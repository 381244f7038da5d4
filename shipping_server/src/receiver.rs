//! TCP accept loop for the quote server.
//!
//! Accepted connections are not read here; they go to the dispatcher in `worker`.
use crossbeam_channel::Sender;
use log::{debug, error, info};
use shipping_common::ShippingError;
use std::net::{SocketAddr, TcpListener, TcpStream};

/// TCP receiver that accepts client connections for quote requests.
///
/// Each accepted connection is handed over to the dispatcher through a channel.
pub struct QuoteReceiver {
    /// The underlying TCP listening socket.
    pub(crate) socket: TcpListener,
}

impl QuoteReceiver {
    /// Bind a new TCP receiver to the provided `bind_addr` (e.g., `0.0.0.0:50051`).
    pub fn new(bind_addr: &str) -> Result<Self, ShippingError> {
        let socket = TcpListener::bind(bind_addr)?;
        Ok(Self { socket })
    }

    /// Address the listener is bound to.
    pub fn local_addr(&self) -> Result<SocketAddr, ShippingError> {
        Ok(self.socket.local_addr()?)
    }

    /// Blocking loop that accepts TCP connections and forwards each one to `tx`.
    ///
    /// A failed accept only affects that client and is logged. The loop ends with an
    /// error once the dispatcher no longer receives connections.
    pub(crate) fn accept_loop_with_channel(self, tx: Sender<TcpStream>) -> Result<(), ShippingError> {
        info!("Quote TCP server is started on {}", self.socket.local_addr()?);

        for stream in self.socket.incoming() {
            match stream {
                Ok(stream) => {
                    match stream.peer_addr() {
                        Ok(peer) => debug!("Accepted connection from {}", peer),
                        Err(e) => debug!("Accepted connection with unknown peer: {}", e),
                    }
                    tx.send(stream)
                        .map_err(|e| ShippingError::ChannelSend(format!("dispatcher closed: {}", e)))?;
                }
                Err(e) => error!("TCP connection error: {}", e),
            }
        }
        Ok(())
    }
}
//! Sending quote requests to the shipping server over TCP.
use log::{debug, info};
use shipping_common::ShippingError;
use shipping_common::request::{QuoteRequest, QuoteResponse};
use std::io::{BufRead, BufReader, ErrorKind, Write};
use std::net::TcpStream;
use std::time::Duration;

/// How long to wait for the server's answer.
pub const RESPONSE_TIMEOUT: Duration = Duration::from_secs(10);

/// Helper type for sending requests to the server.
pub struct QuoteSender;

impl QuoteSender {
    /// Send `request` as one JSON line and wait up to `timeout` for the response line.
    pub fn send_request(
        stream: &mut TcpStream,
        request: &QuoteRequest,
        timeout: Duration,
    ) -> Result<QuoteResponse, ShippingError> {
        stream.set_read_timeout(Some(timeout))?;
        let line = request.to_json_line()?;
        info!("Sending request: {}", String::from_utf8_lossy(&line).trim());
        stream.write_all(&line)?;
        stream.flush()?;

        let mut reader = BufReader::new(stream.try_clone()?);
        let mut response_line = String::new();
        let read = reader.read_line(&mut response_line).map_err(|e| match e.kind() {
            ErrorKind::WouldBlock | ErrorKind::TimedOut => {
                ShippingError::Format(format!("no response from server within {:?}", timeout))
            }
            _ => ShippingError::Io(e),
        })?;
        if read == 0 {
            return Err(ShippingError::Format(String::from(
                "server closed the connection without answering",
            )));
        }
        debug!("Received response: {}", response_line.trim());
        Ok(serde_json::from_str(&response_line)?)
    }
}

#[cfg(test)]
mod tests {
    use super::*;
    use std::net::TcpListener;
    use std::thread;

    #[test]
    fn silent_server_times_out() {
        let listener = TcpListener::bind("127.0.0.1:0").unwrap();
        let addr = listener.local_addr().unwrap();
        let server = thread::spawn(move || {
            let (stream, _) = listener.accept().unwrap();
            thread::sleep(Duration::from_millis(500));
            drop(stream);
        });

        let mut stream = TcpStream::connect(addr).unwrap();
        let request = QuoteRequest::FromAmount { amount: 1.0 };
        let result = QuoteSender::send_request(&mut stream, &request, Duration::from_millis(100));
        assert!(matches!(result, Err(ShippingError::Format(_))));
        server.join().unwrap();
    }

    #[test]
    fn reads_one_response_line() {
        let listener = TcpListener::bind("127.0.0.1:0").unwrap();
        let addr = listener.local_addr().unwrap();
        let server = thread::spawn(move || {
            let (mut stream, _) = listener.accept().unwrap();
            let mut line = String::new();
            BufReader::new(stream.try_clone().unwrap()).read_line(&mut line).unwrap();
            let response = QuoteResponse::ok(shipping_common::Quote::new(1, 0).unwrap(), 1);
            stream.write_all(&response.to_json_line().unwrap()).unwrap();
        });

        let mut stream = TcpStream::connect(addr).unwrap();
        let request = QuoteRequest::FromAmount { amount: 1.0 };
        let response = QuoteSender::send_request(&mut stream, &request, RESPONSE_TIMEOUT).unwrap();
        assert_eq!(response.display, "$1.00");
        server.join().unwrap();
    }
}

-.-.-

Scanning the data above, copy out every line where "struct" is found.

pub struct QuoteReceiver {
pub struct QuoteSender;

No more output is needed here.